Still, he was as passionate as he could be. The questions were fairly similar to the first interview, in fact it didn’t seem that any notes had been passed over so much of it was repetition, but Steve felt that there was some good rapport and the interviewer agreed with a lot of what he said. It ended on a positive note.

************

Once again Steve fed back positively to the recruiter, but this time there was no response for over a week. He thought this was strange, given profile of the business, the importance they had placed on their reputation, and their keenness to employ someone who would live, eat and breathe the brand. Surely they should be doing more to keep him enthused and engaged, and even if they didn’t think he was the right person, they had acknowledged his reach and influence so he assumed would still want to keep him as an advocate.

Eventually he heard back. The previous interviewer wasn’t sure that Steve had enough experience, he seemed light on relevant content. But Steve had loads of it, there were links on his CV, his blog site was full of information, videos and slide decks were available. Why didn’t she ask him more about it if she wasn’t sure? The recruiter admitted that the interviewer probably hadn’t checked all that out (again maybe its part of their culture he thought…worrying) but was recommending him for the next stage – a Skype interview with a global VP of digital marketing, who was based in the US and had a busy diary, necessitating Steve to have his interview at 10.30pm one evening.

The recruiter recommended that Steve prepare a supplementary schedule to his CV detailing all relevant content, presentations, videos, blogs, lists, white papers and testimonials, with links. This he did, ensuring it was as detailed as possible; he wanted there to be no doubt this time that he was a serious player.

************

He logged in to Skype at 10.25 and within a minute a connection was established with his interviewer’s PA, who explained that the interview would start a couple of minutes late as the interviewer was wrapping up a previous call. A couple became five, and then ten and Steve felt his eyes beginning to close. It was very late now to start. Eventually after almost fifteen minutes there was lift off. No apology, or reference to Steve having been kept waiting, but there was thanks for agreeing to talk so late. And then it was question 1

Thanks for sending through a copy of your CV. Why don’t you talk me through the last few years and let me know what you’ve been doing

Once again Steve’s heart sank but he didn’t let it show. The first ten minutes were pretty much a repetition of the previous two interviews, same questions and same observations. It was becoming clear to Steve that the best conversation he’d had was his first with the recruiter. There was no CV and all the questions were about relevant work that Steve had done that she had seen online.
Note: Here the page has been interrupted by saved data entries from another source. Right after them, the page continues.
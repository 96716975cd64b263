/// Base indivisible units per whole KAS.
pub const SOMPI_PER_KAS: u64 = 100_000_000;

/// Whole-unit view of a sompi amount.
pub fn sompi_to_kas(sompi: u64) -> f64 {
    sompi as f64 / SOMPI_PER_KAS as f64
}

/// Sompi amount of a whole-unit fee, rounded to the nearest base unit.
///
/// The input must be non-negative and finite; callers validate before
/// converting.
pub fn kas_to_sompi(kas: f64) -> u64 {
    (kas * SOMPI_PER_KAS as f64).round() as u64
}
use std::collections::HashSet;

use chrono::{DateTime, Duration, Utc};
use jsonwebtoken::{decode, encode, Algorithm, DecodingKey, EncodingKey, Header, Validation};
use serde::{Deserialize, Serialize};
use serde_json::Value;

use crate::{
    config::Config,
    error::{AppResult, AuthError},
};

/// Claims carried by an access token. Times are epoch seconds.
#[derive(Debug, Clone, PartialEq, Eq, Serialize, Deserialize)]
#[serde(rename_all = "camelCase")]
pub struct Claims {
    pub user_id: i64,
    pub iat: i64,
    pub exp: i64,
}

impl Claims {
    pub fn expires_at(&self) -> Option<DateTime<Utc>> {
        DateTime::from_timestamp(self.exp, 0)
    }
}

/// Issues and validates stateless bearer tokens signed with a shared secret.
#[derive(Clone)]
pub struct TokenService {
    encoding_key: EncodingKey,
    decoding_key: DecodingKey,
    algorithm: Algorithm,
    ttl: Duration,
}

impl TokenService {
    pub fn new(config: &Config) -> Self {
        Self::from_secret(
            config.secret_key.as_bytes(),
            config.algorithm,
            Duration::minutes(config.access_token_expire_minutes),
        )
    }

    pub fn from_secret(secret: &[u8], algorithm: Algorithm, ttl: Duration) -> Self {
        Self {
            encoding_key: EncodingKey::from_secret(secret),
            decoding_key: DecodingKey::from_secret(secret),
            algorithm,
            ttl,
        }
    }

    pub fn ttl(&self) -> Duration {
        self.ttl
    }

    pub fn issue(&self, user_id: i64) -> AppResult<String> {
        self.issue_at(user_id, Utc::now())
    }

    pub fn issue_at(&self, user_id: i64, now: DateTime<Utc>) -> AppResult<String> {
        let claims = Claims {
            user_id,
            iat: now.timestamp(),
            exp: (now + self.ttl).timestamp(),
        };

        let token = encode(&Header::new(self.algorithm), &claims, &self.encoding_key)?;
        Ok(token)
    }

    pub fn validate(&self, token: &str) -> Result<Claims, AuthError> {
        self.validate_at(token, Utc::now())
    }

    pub fn validate_at(&self, token: &str, now: DateTime<Utc>) -> Result<Claims, AuthError> {
        let mut validation = Validation::new(self.algorithm);
        validation.required_spec_claims = HashSet::new();
        validation.validate_exp = false;
        validation.validate_aud = false;

        // Claims are read as plain JSON so that only signature and encoding
        // failures surface here; a signed payload of the wrong shape is malformed.
        let raw = decode::<Value>(token, &self.decoding_key, &validation)
            .map_err(|_| AuthError::InvalidSignature)?
            .claims;

        let claim = |name: &str| raw.get(name).and_then(Value::as_i64);
        let (Some(user_id), Some(exp)) = (claim("userId"), claim("exp")) else {
            return Err(AuthError::MalformedToken);
        };

        if now.timestamp() > exp {
            return Err(AuthError::Expired);
        }

        Ok(Claims {
            user_id,
            iat: claim("iat").unwrap_or_default(),
            exp,
        })
    }
}

#[cfg(test)]
mod tests {
    use super::*;
    use rstest::rstest;
    use serde_json::json;

    const SECRET: &[u8] = b"23449a762a0d35dfa45d4cb2e208c7aa09a2e839617d732d79bcef1f0d77c6a7";

    fn service() -> TokenService {
        TokenService::from_secret(SECRET, Algorithm::HS256, Duration::minutes(60))
    }

    #[test]
    fn issued_token_round_trips_before_expiry() {
        let tokens = service();
        let now = Utc::now();
        let token = tokens.issue_at(42, now).unwrap();

        let claims = tokens
            .validate_at(&token, now + Duration::minutes(59))
            .unwrap();
        assert_eq!(claims.user_id, 42);
        assert_eq!(claims.exp, (now + Duration::minutes(60)).timestamp());
        assert_eq!(claims.iat, now.timestamp());
    }

    #[test]
    fn token_is_still_valid_at_the_expiry_instant() {
        let tokens = service();
        let now = Utc::now();
        let token = tokens.issue_at(7, now).unwrap();

        assert!(tokens.validate_at(&token, now + tokens.ttl()).is_ok());
    }

    #[test]
    fn token_expires_after_ttl() {
        let tokens = service();
        let now = Utc::now();
        let token = tokens.issue_at(7, now).unwrap();

        let err = tokens
            .validate_at(&token, now + Duration::minutes(61))
            .unwrap_err();
        assert_eq!(err, AuthError::Expired);
    }

    #[test]
    fn tampering_any_byte_breaks_the_signature() {
        let tokens = service();
        let now = Utc::now();
        let token = tokens.issue_at(1, now).unwrap();

        for index in 0..token.len() {
            let mut bytes = token.clone().into_bytes();
            bytes[index] = if bytes[index] == b'A' { b'B' } else { b'A' };
            let tampered = String::from_utf8(bytes).unwrap();

            assert_eq!(
                tokens.validate_at(&tampered, now),
                Err(AuthError::InvalidSignature),
                "byte {index} was altered"
            );
        }
    }

    #[test]
    fn token_signed_with_another_secret_is_rejected() {
        let other = TokenService::from_secret(b"another-secret", Algorithm::HS256, Duration::minutes(60));
        let token = other.issue(1).unwrap();

        assert_eq!(service().validate(&token), Err(AuthError::InvalidSignature));
    }

    #[test]
    fn garbage_is_rejected() {
        assert_eq!(service().validate("not.a.jwt"), Err(AuthError::InvalidSignature));
        assert_eq!(service().validate(""), Err(AuthError::InvalidSignature));
    }

    #[test]
    fn signed_token_without_user_id_is_malformed() {
        let exp = (Utc::now() + Duration::minutes(5)).timestamp();
        let token = encode(
            &Header::new(Algorithm::HS256),
            &json!({ "exp": exp }),
            &EncodingKey::from_secret(SECRET),
        )
        .unwrap();

        assert_eq!(service().validate(&token), Err(AuthError::MalformedToken));
    }

    #[rstest]
    #[case(json!({ "userId": "10", "exp": 4_102_444_800_i64 }))]
    #[case(json!({ "userId": 10, "exp": "2099-12-06 06:35:57.829530" }))]
    #[case(json!({ "userId": null, "exp": 4_102_444_800_i64 }))]
    #[case(json!({ "userId": 1.5, "exp": 4_102_444_800_i64 }))]
    fn signed_token_with_mistyped_claims_is_malformed(#[case] claims: serde_json::Value) {
        let token = encode(
            &Header::new(Algorithm::HS256),
            &claims,
            &EncodingKey::from_secret(SECRET),
        )
        .unwrap();

        assert_eq!(service().validate(&token), Err(AuthError::MalformedToken));
    }

    #[test]
    fn signed_token_without_expiry_is_malformed() {
        let token = encode(
            &Header::new(Algorithm::HS256),
            &json!({ "userId": 3 }),
            &EncodingKey::from_secret(SECRET),
        )
        .unwrap();

        assert_eq!(service().validate(&token), Err(AuthError::MalformedToken));
    }

    #[test]
    fn expires_at_reflects_the_exp_claim() {
        let tokens = service();
        let now = Utc::now();
        let claims = tokens
            .validate_at(&tokens.issue_at(9, now).unwrap(), now)
            .unwrap();

        assert_eq!(
            claims.expires_at().unwrap().timestamp(),
            (now + Duration::minutes(60)).timestamp()
        );
    }
}
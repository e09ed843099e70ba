use serde::{Deserialize, Serialize};

#[derive(Debug, Clone, PartialEq, Eq, Serialize, sqlx::FromRow)]
#[serde(rename_all = "camelCase")]
pub struct Vote {
    pub id: i64,
    pub user_id: i64,
    pub post_id: i64,
}

#[derive(Debug, Deserialize)]
#[serde(rename_all = "camelCase")]
pub struct VotePayload {
    pub post_id: Option<i64>,
    pub direction: Option<i64>,
}

/// `1` casts a vote, `0` retracts it.
#[derive(Debug, Clone, Copy, PartialEq, Eq)]
pub enum VoteDirection {
    Remove,
    Add,
}

#[derive(Debug, Clone, Copy, PartialEq, Eq)]
pub enum VoteOutcome {
    Added,
    Removed,
}

impl VoteOutcome {
    pub fn message(self) -> &'static str {
        match self {
            VoteOutcome::Added => "Successfully added vote",
            VoteOutcome::Removed => "Successfully deleted vote",
        }
    }
}

#[derive(Debug, Serialize)]
pub struct MessageResponse {
    pub message: String,
}
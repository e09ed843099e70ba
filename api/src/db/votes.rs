//! Per-(user, post) vote toggling.
//!
//! A pair is either unvoted or voted. Adding moves it to voted and fails with
//! a conflict if it already was; removing moves it back and fails with not
//! found if there was nothing to remove. Both require the post to exist.

use sqlx::SqlitePool;

use crate::{
    error::{AppError, AppResult},
    models::vote::{Vote, VoteDirection, VoteOutcome},
};

use super::posts::post_not_found;

pub async fn cast_vote(
    pool: &SqlitePool,
    user_id: i64,
    post_id: i64,
    direction: VoteDirection,
) -> AppResult<VoteOutcome> {
    let post_exists = sqlx::query_scalar::<_, i64>("SELECT COUNT(*) FROM posts WHERE id = ?")
        .bind(post_id)
        .fetch_one(pool)
        .await?
        > 0;
    if !post_exists {
        return Err(post_not_found(post_id));
    }

    let existing = sqlx::query_as::<_, Vote>(
        "SELECT id, user_id, post_id FROM votes WHERE user_id = ? AND post_id = ?",
    )
    .bind(user_id)
    .bind(post_id)
    .fetch_optional(pool)
    .await?;

    let outcome = match (direction, existing) {
        (VoteDirection::Add, Some(_)) => return Err(already_voted(user_id, post_id)),
        (VoteDirection::Add, None) => {
            insert_vote(pool, user_id, post_id).await?;
            VoteOutcome::Added
        }
        (VoteDirection::Remove, None) => return Err(vote_not_found()),
        (VoteDirection::Remove, Some(_)) => {
            delete_vote(pool, user_id, post_id).await?;
            VoteOutcome::Removed
        }
    };

    tracing::debug!(user_id, post_id, ?outcome, "vote recorded");
    Ok(outcome)
}

// The unique (user_id, post_id) index decides between concurrent adds that
// both passed the read above.
async fn insert_vote(pool: &SqlitePool, user_id: i64, post_id: i64) -> AppResult<()> {
    let mut tx = pool.begin().await?;

    let result = sqlx::query(
        "INSERT INTO votes (user_id, post_id) SELECT ?, ? WHERE EXISTS (SELECT 1 FROM posts WHERE id = ?)",
    )
    .bind(user_id)
    .bind(post_id)
    .bind(post_id)
    .execute(&mut *tx)
    .await
    .map_err(|e| match e.as_database_error() {
        Some(db_err) if db_err.is_unique_violation() => already_voted(user_id, post_id),
        _ => AppError::from(e),
    })?;
    if result.rows_affected() == 0 {
        return Err(post_not_found(post_id));
    }

    tx.commit().await?;
    Ok(())
}

async fn delete_vote(pool: &SqlitePool, user_id: i64, post_id: i64) -> AppResult<()> {
    let mut tx = pool.begin().await?;

    let result = sqlx::query("DELETE FROM votes WHERE user_id = ? AND post_id = ?")
        .bind(user_id)
        .bind(post_id)
        .execute(&mut *tx)
        .await?;
    if result.rows_affected() == 0 {
        return Err(vote_not_found());
    }

    tx.commit().await?;
    Ok(())
}

fn vote_not_found() -> AppError {
    AppError::not_found("Vote does not exist")
}

fn already_voted(user_id: i64, post_id: i64) -> AppError {
    AppError::Conflict(format!(
        "User {user_id} has already voted on post {post_id}"
    ))
}
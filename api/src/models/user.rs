use serde::{Deserialize, Serialize};

#[derive(Debug, Clone, Serialize, Deserialize, sqlx::FromRow)]
#[serde(rename_all = "camelCase")]
pub struct User {
    pub id: i64,
    pub email: String,
    #[serde(skip)]
    pub password_hash: String,
    pub created_at: chrono::NaiveDateTime,
    pub phone_number: Option<String>,
}

/// Registration body. Fields are optional so absence is reported per field.
#[derive(Debug, Deserialize)]
#[serde(rename_all = "camelCase")]
pub struct CreateUser {
    pub email: Option<String>,
    pub password: Option<String>,
    pub phone_number: Option<String>,
}

/// Login form: `username` carries the email address.
#[derive(Debug, Deserialize)]
pub struct LoginForm {
    pub username: Option<String>,
    pub password: Option<String>,
}

#[derive(Debug, Serialize, Deserialize)]
#[serde(rename_all = "camelCase")]
pub struct AuthResponse {
    pub access_token: String,
    pub token_type: String,
}

impl AuthResponse {
    pub fn bearer(access_token: String) -> Self {
        Self {
            access_token,
            token_type: "bearer".to_string(),
        }
    }
}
So you’ve sent me through some other information. Tell me about it” The interviewer held up a copy of a two page printout and Steve started explaining what it was and why he had produced it. “Ok, I’ll take a look at it after our chat

Steve’s heart couldn’t sink any lower. He had so much he wanted to get across, so much to add, but he never seemed to get the chance. He was asked who he thought was doing good things in the market, what were some of the upcoming trends he felt important, and he certainly felt that he gave as good account of himself as he could on those questions, but it was really one-way conversation. He asked questions about the role, tried to get a feel for what the global VP was thinking, but got the distinct impression that his interviewer’s mind was wandering elsewhere. Either that or he didn’t really understand the role himself and wasn’t sure what they ought to be looking out for.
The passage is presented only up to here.